- [REQUIREMENT]:
From the line with "filename src/migration/state_table.rs" through the line with "version.not_null();", repeat the entries verbatim, both end lines included, and add nothing.

- [SUPPLIED MATERIAL]:
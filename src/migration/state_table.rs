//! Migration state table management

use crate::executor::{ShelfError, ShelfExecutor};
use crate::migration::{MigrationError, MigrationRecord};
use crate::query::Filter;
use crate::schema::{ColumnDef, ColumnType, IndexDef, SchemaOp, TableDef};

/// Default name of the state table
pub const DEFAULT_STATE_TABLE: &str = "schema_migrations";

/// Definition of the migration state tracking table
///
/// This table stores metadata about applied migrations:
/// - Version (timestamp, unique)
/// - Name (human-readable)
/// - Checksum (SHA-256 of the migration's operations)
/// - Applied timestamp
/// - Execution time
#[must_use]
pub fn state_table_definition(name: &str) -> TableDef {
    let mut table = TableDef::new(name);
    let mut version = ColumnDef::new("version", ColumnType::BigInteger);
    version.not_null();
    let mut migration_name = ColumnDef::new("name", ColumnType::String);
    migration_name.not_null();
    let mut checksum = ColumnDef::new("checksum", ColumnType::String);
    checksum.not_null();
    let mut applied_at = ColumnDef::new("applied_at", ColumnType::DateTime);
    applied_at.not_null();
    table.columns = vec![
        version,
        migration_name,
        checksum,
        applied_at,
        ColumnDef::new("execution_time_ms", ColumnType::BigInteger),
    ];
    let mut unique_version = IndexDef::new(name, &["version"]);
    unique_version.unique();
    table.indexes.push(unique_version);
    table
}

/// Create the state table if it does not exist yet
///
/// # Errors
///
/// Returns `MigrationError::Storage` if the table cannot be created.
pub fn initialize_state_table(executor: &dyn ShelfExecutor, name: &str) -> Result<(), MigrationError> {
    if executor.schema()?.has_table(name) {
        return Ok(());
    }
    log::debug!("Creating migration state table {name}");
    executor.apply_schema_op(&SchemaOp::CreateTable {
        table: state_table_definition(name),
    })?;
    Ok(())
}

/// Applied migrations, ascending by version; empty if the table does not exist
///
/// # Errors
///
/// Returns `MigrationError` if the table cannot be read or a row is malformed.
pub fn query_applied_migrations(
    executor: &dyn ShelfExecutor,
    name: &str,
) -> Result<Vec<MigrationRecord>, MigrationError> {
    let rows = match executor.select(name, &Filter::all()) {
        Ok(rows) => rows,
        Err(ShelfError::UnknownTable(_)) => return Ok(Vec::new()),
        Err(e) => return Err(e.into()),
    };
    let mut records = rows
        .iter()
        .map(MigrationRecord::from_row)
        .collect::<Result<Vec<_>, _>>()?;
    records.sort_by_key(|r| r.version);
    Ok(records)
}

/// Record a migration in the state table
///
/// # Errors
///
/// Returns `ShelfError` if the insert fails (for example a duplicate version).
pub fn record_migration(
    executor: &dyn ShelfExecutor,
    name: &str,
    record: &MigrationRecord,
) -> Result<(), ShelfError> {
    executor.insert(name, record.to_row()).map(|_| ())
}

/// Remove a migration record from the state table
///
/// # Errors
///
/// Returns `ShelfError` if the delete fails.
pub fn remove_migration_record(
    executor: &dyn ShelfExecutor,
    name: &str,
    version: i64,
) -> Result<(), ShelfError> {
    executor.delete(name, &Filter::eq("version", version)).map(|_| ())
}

* * *

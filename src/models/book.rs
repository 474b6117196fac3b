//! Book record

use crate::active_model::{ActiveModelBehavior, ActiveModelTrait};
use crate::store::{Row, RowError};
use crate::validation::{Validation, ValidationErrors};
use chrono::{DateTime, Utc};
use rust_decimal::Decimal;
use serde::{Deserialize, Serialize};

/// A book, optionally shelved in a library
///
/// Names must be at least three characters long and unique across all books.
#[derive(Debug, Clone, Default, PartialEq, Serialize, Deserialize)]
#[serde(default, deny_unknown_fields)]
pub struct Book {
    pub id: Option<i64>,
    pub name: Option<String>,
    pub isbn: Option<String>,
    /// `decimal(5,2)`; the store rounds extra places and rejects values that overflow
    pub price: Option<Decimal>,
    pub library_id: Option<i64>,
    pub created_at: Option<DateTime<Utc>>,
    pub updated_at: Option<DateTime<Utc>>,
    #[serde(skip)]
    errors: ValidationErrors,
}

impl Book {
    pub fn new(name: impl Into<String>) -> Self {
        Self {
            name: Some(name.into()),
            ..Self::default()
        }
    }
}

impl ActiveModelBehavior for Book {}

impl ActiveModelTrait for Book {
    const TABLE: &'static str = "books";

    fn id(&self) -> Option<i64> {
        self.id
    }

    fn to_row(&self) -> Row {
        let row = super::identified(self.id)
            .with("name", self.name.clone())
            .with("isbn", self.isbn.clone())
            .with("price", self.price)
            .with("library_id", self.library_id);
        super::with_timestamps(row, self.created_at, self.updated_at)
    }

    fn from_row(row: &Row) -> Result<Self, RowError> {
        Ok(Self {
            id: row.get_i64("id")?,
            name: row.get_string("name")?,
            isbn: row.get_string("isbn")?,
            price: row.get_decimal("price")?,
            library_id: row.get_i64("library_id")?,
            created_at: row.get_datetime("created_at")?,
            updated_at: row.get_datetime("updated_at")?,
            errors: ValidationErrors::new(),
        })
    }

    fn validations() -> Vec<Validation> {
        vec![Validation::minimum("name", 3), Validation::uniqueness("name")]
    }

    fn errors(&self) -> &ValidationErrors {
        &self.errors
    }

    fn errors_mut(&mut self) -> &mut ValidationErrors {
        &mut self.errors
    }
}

- [RESULT]:
filename src/migration/state_table.rs
//! Migration state table management

use crate::executor::{ShelfError, ShelfExecutor};
use crate::migration::{MigrationError, MigrationRecord};
use crate::query::Filter;
use crate::schema::{ColumnDef, ColumnType, IndexDef, SchemaOp, TableDef};

/// Default name of the state table
pub const DEFAULT_STATE_TABLE: &str = "schema_migrations";

/// Definition of the migration state tracking table
///
/// This table stores metadata about applied migrations:
/// - Version (timestamp, unique)
/// - Name (human-readable)
/// - Checksum (SHA-256 of the migration's operations)
/// - Applied timestamp
/// - Execution time
#[must_use]
pub fn state_table_definition(name: &str) -> TableDef {
    let mut table = TableDef::new(name);
    let mut version = ColumnDef::new("version", ColumnType::BigInteger);
    version.not_null();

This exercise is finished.